#### Work task
Each record is to be copied exactly as written.

#### Provided material
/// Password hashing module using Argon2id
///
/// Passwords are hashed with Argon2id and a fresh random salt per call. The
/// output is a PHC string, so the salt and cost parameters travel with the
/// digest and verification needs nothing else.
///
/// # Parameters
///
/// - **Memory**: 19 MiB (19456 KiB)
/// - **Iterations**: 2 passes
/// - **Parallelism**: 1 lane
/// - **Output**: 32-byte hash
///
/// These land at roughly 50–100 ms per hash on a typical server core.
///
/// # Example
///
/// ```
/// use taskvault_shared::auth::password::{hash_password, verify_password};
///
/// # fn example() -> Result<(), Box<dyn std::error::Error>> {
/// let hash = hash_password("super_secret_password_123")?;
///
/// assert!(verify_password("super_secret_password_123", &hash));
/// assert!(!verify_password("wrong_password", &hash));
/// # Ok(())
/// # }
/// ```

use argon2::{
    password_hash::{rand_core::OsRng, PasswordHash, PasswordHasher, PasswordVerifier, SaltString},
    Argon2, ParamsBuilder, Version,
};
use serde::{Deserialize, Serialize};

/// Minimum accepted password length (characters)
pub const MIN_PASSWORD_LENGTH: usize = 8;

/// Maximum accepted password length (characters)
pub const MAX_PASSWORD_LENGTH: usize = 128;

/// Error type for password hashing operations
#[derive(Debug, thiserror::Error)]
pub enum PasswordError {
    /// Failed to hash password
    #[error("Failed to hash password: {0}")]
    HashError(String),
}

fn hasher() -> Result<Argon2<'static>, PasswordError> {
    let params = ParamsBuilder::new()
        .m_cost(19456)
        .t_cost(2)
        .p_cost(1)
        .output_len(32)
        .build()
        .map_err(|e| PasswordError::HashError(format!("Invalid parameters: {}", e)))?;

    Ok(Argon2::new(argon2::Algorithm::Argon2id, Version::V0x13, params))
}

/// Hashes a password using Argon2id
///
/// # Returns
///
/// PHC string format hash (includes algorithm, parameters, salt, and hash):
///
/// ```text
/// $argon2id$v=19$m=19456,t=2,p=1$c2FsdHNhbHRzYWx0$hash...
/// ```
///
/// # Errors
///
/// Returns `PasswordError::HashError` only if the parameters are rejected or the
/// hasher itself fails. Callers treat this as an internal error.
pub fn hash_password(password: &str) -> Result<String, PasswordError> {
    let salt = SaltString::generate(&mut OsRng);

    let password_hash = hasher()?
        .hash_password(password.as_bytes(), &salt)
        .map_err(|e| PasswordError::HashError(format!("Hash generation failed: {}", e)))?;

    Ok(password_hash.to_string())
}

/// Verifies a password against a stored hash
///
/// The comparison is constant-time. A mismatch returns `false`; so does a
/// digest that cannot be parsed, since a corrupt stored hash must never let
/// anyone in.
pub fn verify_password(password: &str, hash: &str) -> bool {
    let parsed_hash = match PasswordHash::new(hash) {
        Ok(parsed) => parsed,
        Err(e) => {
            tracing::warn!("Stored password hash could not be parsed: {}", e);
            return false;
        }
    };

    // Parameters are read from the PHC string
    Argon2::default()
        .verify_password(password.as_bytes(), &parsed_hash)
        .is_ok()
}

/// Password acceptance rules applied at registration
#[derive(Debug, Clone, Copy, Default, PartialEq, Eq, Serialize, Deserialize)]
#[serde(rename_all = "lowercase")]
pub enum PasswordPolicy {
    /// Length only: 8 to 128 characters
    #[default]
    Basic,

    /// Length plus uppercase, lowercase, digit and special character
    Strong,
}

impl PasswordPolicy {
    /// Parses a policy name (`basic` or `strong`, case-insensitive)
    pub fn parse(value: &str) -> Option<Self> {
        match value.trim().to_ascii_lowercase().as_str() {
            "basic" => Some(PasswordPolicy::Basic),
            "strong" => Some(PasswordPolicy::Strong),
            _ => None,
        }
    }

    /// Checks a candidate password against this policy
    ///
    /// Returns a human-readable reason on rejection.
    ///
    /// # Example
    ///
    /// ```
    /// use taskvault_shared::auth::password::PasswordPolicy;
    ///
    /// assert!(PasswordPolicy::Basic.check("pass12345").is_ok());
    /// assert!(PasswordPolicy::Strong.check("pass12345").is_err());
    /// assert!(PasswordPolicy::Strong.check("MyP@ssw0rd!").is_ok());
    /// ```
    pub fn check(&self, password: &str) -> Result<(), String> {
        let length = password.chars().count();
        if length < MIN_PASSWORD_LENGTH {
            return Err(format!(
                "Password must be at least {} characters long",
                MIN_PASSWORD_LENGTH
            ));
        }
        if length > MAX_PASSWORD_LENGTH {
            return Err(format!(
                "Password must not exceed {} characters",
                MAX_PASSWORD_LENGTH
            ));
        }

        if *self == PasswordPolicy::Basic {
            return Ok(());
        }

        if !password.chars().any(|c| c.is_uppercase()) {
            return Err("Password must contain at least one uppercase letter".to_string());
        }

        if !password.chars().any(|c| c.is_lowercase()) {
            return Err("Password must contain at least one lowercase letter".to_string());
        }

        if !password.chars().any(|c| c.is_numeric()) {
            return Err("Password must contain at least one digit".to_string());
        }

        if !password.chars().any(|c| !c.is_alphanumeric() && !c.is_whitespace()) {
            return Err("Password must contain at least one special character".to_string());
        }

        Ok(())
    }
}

#### Solved problem
/// Password hashing module using Argon2id
///
/// Passwords are hashed with Argon2id and a fresh random salt per call. The
/// output is a PHC string, so the salt and cost parameters travel with the
/// digest and verification needs nothing else.
///
/// # Parameters
///
/// - **Memory**: 19 MiB (19456 KiB)
/// - **Iterations**: 2 passes
/// - **Parallelism**: 1 lane
/// - **Output**: 32-byte hash
///
/// These land at roughly 50–100 ms per hash on a typical server core.
///
/// # Example
///
/// ```
/// use taskvault_shared::auth::password::{hash_password, verify_password};
///
/// # fn example() -> Result<(), Box<dyn std::error::Error>> {
/// let hash = hash_password("super_secret_password_123")?;
///
/// assert!(verify_password("super_secret_password_123", &hash));
/// assert!(!verify_password("wrong_password", &hash));
/// # Ok(())
/// # }
/// ```

use argon2::{
    password_hash::{rand_core::OsRng, PasswordHash, PasswordHasher, PasswordVerifier, SaltString},
    Argon2, ParamsBuilder, Version,
};
use serde::{Deserialize, Serialize};

/// Minimum accepted password length (characters)
pub const MIN_PASSWORD_LENGTH: usize = 8;

/// Maximum accepted password length (characters)
pub const MAX_PASSWORD_LENGTH: usize = 128;

/// Error type for password hashing operations
#[derive(Debug, thiserror::Error)]
pub enum PasswordError {
    /// Failed to hash password
    #[error("Failed to hash password: {0}")]
    HashError(String),
}

fn hasher() -> Result<Argon2<'static>, PasswordError> {
    let params = ParamsBuilder::new()
        .m_cost(19456)
        .t_cost(2)
        .p_cost(1)
        .output_len(32)
        .build()
        .map_err(|e| PasswordError::HashError(format!("Invalid parameters: {}", e)))?;

    Ok(Argon2::new(argon2::Algorithm::Argon2id, Version::V0x13, params))
}

/// Hashes a password using Argon2id
///
/// # Returns
///
/// PHC string format hash (includes algorithm, parameters, salt, and hash):
///
/// ```text
/// $argon2id$v=19$m=19456,t=2,p=1$c2FsdHNhbHRzYWx0$hash...
/// ```
///
/// # Errors
///
/// Returns `PasswordError::HashError` only if the parameters are rejected or the
/// hasher itself fails. Callers treat this as an internal error.
pub fn hash_password(password: &str) -> Result<String, PasswordError> {
    let salt = SaltString::generate(&mut OsRng);

    let password_hash = hasher()?
        .hash_password(password.as_bytes(), &salt)
        .map_err(|e| PasswordError::HashError(format!("Hash generation failed: {}", e)))?;

    Ok(password_hash.to_string())
}

/// Verifies a password against a stored hash
///
/// The comparison is constant-time. A mismatch returns `false`; so does a
/// digest that cannot be parsed, since a corrupt stored hash must never let
/// anyone in.
pub fn verify_password(password: &str, hash: &str) -> bool {
    let parsed_hash = match PasswordHash::new(hash) {
        Ok(parsed) => parsed,
        Err(e) => {
            tracing::warn!("Stored password hash could not be parsed: {}", e);
            return false;
        }
    };

    // Parameters are read from the PHC string
    Argon2::default()
        .verify_password(password.as_bytes(), &parsed_hash)
        .is_ok()
}

/// Password acceptance rules applied at registration
#[derive(Debug, Clone, Copy, Default, PartialEq, Eq, Serialize, Deserialize)]
#[serde(rename_all = "lowercase")]
pub enum PasswordPolicy {
    /// Length only: 8 to 128 characters
    #[default]
    Basic,

    /// Length plus uppercase, lowercase, digit and special character
    Strong,
}

impl PasswordPolicy {
    /// Parses a policy name (`basic` or `strong`, case-insensitive)
    pub fn parse(value: &str) -> Option<Self> {
        match value.trim().to_ascii_lowercase().as_str() {
            "basic" => Some(PasswordPolicy::Basic),
            "strong" => Some(PasswordPolicy::Strong),
            _ => None,
        }
    }

    /// Checks a candidate password against this policy
    ///
    /// Returns a human-readable reason on rejection.
    ///
    /// # Example
    ///
    /// ```
    /// use taskvault_shared::auth::password::PasswordPolicy;
    ///
    /// assert!(PasswordPolicy::Basic.check("pass12345").is_ok());
    /// assert!(PasswordPolicy::Strong.check("pass12345").is_err());
    /// assert!(PasswordPolicy::Strong.check("MyP@ssw0rd!").is_ok());
    /// ```
    pub fn check(&self, password: &str) -> Result<(), String> {
        let length = password.chars().count();
        if length < MIN_PASSWORD_LENGTH {
            return Err(format!(
                "Password must be at least {} characters long",
                MIN_PASSWORD_LENGTH
            ));
        }
        if length > MAX_PASSWORD_LENGTH {
            return Err(format!(
                "Password must not exceed {} characters",
                MAX_PASSWORD_LENGTH
            ));
        }

        if *self == PasswordPolicy::Basic {
            return Ok(());
        }

        if !password.chars().any(|c| c.is_uppercase()) {
            return Err("Password must contain at least one uppercase letter".to_string());
        }

        if !password.chars().any(|c| c.is_lowercase()) {
            return Err("Password must contain at least one lowercase letter".to_string());
        }

        if !password.chars().any(|c| c.is_numeric()) {
            return Err("Password must contain at least one digit".to_string());
        }

        if !password.chars().any(|c| !c.is_alphanumeric() && !c.is_whitespace()) {
            return Err("Password must contain at least one special character".to_string());
        }

        Ok(())
    }
}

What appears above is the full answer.